Pasar Pabrik Baterai EV di Karawang 70% Dalam Negeri, 30% Ekspor ke 3 Negara Ini
Poin Penting
|
KARAWANG, investortrust.id - Direktur Utama Indonesia Battery Corporation (IBC) Toto Nugroho mengungkapkan, off-taker atau pembeli baterai kendaraan listrik (electric vehicle/EV) yang diresmikan Presiden Prabowo Subianto di Karawang, Minggu (29/6/2025) berasal dari dalam dan luar negeri.
Dia membeberkan, sebanyak 70% hasil produksi tersebut bakal diserap dalam negeri, sedangkan 30% sisanya diekspor. Adapun negara tujuan ekspor, meliputi Jepang, India, dan Amerika Serikat (AS).
“Jadi sudah ada beberapa off-taker langsung. Banyak yang ada di Indonesia. Ada juga yang pasar untuk ekspor. Negaranya ada Jepang, ada India, ada juga Amerika. Jadi kalau sudah pabriknya jadi, kita melakukan shipment-nya,” ujar Toto saat ditemui di Karawang, Minggu (29/6/2025).
Baca Juga
Danantara Tak Tutup Kemungkinan Ikut Biayai Proyek Pabrik Baterai EV
Proyek ekosistem baterai kendaraan listrik yang baru diresmikan ini adalah hasil investasi bersama (joint venture) antara Ningbo Contemporary Brunp Lygend Co Ltd (CBL) dengan PT Aneka Tambang Tbk (ANTM) atau Antam dan PT Indonesia Battery Corporation (IBC).

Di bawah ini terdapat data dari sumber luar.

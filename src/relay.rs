//! Relay: search-augmented streaming answer for one conversation turn.
//!
//! DESIGN
//! ======
//! [`Relay::open`] runs everything that can fail the request as a whole:
//! search (which degrades to no sources instead of failing), source
//! construction, prompt assembly, and opening the provider stream. Once it
//! returns, [`RelayStream`] owns the source list and the provider stream and
//! turns them into wire records lazily: the first record is always the
//! sources, then one record per provider fragment as the provider delivers
//! it, then a terminal marker.
//!
//! The body is pulled by the HTTP layer, so a slow client slows the read of
//! the provider stream. A disconnecting client drops the body, which drops
//! the provider stream and closes the upstream request.

use std::convert::Infallible;
use std::sync::Arc;

use bytes::Bytes;
use futures::{Stream, StreamExt};
use tracing::{debug, info, warn};

use crate::error::ErrorCode;
use crate::llm::types::{DeltaStream, LlmChat, LlmError, Message};
use crate::prompt::build_system_prompt;
use crate::retry::RetryPolicy;
use crate::search::{SearchProvider, SearchResult};
use crate::sources::{Source, build_sources};
use crate::wire::StreamEvent;

/// Message carried by the `error` record when the provider breaks off.
pub const STREAM_INTERRUPTED_MESSAGE: &str = "The response stream was interrupted";

// =============================================================================
// ERROR
// =============================================================================

#[derive(Debug, thiserror::Error)]
pub enum RelayError {
    #[error("conversation must contain at least one message")]
    EmptyConversation,

    #[error(transparent)]
    Provider(#[from] LlmError),
}

impl ErrorCode for RelayError {
    fn error_code(&self) -> &'static str {
        match self {
            Self::EmptyConversation => "E_EMPTY_CONVERSATION",
            Self::Provider(e) => e.error_code(),
        }
    }

    fn retryable(&self) -> bool {
        match self {
            Self::EmptyConversation => false,
            Self::Provider(e) => e.retryable(),
        }
    }
}

// =============================================================================
// RELAY
// =============================================================================

/// Per-request relay, built from injected client handles.
pub struct Relay {
    llm: Arc<dyn LlmChat>,
    search: Option<Arc<dyn SearchProvider>>,
    retry: RetryPolicy,
    max_tokens: u32,
}

impl Relay {
    #[must_use]
    pub fn new(
        llm: Arc<dyn LlmChat>,
        search: Option<Arc<dyn SearchProvider>>,
        retry: RetryPolicy,
        max_tokens: u32,
    ) -> Self {
        Self { llm, search, retry, max_tokens }
    }

    /// Ground the last message with search results and open the provider stream.
    ///
    /// # Errors
    ///
    /// Returns an error if the conversation is empty or the provider rejects
    /// the request. Search failures never surface here.
    pub async fn open(&self, conversation: &[Message]) -> Result<RelayStream, RelayError> {
        let query = conversation
            .last()
            .ok_or(RelayError::EmptyConversation)?
            .content
            .as_str();

        let results = self.search(query).await;
        let sources = build_sources(&results);
        let system = build_system_prompt(&sources);

        let deltas = self
            .retry
            .run("llm.chat_stream", || self.llm.chat_stream(self.max_tokens, &system, conversation))
            .await?;

        info!(
            turns = conversation.len(),
            results = results.len(),
            sources = sources.len(),
            "relay stream opened"
        );
        Ok(RelayStream { sources, deltas })
    }

    async fn search(&self, query: &str) -> Vec<SearchResult> {
        let Some(search) = &self.search else {
            debug!("search not configured; answering without sources");
            return Vec::new();
        };
        match self.retry.run("search", || search.search(query)).await {
            Ok(response) => response.results,
            Err(e) => {
                warn!(code = e.error_code(), error = %e, "search failed; answering without sources");
                Vec::new()
            }
        }
    }
}

// =============================================================================
// STREAM
// =============================================================================

/// An opened relay response, not yet serialized.
pub struct RelayStream {
    sources: Vec<Source>,
    deltas: DeltaStream,
}

impl RelayStream {
    /// Events in wire order: sources, deltas, then `Done` or `Error`.
    pub fn into_events(self) -> impl Stream<Item = StreamEvent> + Send + 'static {
        let Self { sources, mut deltas } = self;
        async_stream::stream! {
            yield StreamEvent::Sources(sources);
            let mut fragments: u64 = 0;
            while let Some(item) = deltas.next().await {
                match item {
                    Ok(text) if text.is_empty() => {}
                    Ok(text) => {
                        fragments += 1;
                        yield StreamEvent::Delta(text);
                    }
                    Err(e) => {
                        warn!(code = e.error_code(), error = %e, fragments, "provider stream failed mid-answer");
                        yield StreamEvent::Error(STREAM_INTERRUPTED_MESSAGE.to_string());
                        return;
                    }
                }
            }
            debug!(fragments, "provider stream finished");
            yield StreamEvent::Done;
        }
    }

    /// Encoded response body.
    pub fn into_body(self) -> impl Stream<Item = Result<Bytes, Infallible>> + Send + 'static {
        self.into_events().map(|event| Ok(event.encode()))
    }
}

#[cfg(test)]
#[path = "relay_test.rs"]
mod tests;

CBL sendiri merupakan anak usaha Contemporary Amperex Technology Co. Ltd (CATL).
IBC adalah perusahaan BUMN yang dimiliki oleh empat perusahaan BUMN lainnya, yaitu PT Antam (Persero), PT Inalum (Persero), PT Pertamina New & Renewable Energy, dan PT PLN (Persero).
Mengingat adanya perjanjian dengan CATL, Toto belum bisa membocorkan pihak yang akan menjadi pembeli baterai EV yang diproduksi di Karawang tersebut. Namun, dia menyebut porsi ekspor bisa saja mengalami perubahan ke depannya.
“Kalau kita lihat dengan kondisi sekarang, diekspor sekitar 30%. Namun, nanti pasti berubah-ubah tahun ke tahun, detail ke mananya nanti akan berikan,” jelas dia.
Meski begitu, Toto menyebut bahwa untuk saat ini Eropa belum menjadi pasar baterai EV Indonesia. Sebab, Eropa sudah punya kapasitas sendiri yang jumlahnya cukup besar.
Baca Juga
Lebih lanjut, dia menjelaskan, perkembangan baterai EV ini akan sangat masif terjadi di China, Amerika, Timur Tengah, dan Eropa. Menurutnya, Indonesia patut bersyukur karena punya sumber daya nikel melimpah, sebagai bahan baku pembuatan baterai EV.
“Jadi inilah yang kita inginkan dari Indonesia. Kita bisa ekspor ke China, ke Amerika, ke Eropa. Itu harapan kita. Indonesia kan politik bebas aktif. Jadi kita tidak hanya ke satu negara saja, tetapi ke berbagai negara juga. Yang ada nikel ya alhamdulillah Indonesia. Jadi itu yang tugas negara kita untuk bisa meningkatkan,” paparnya.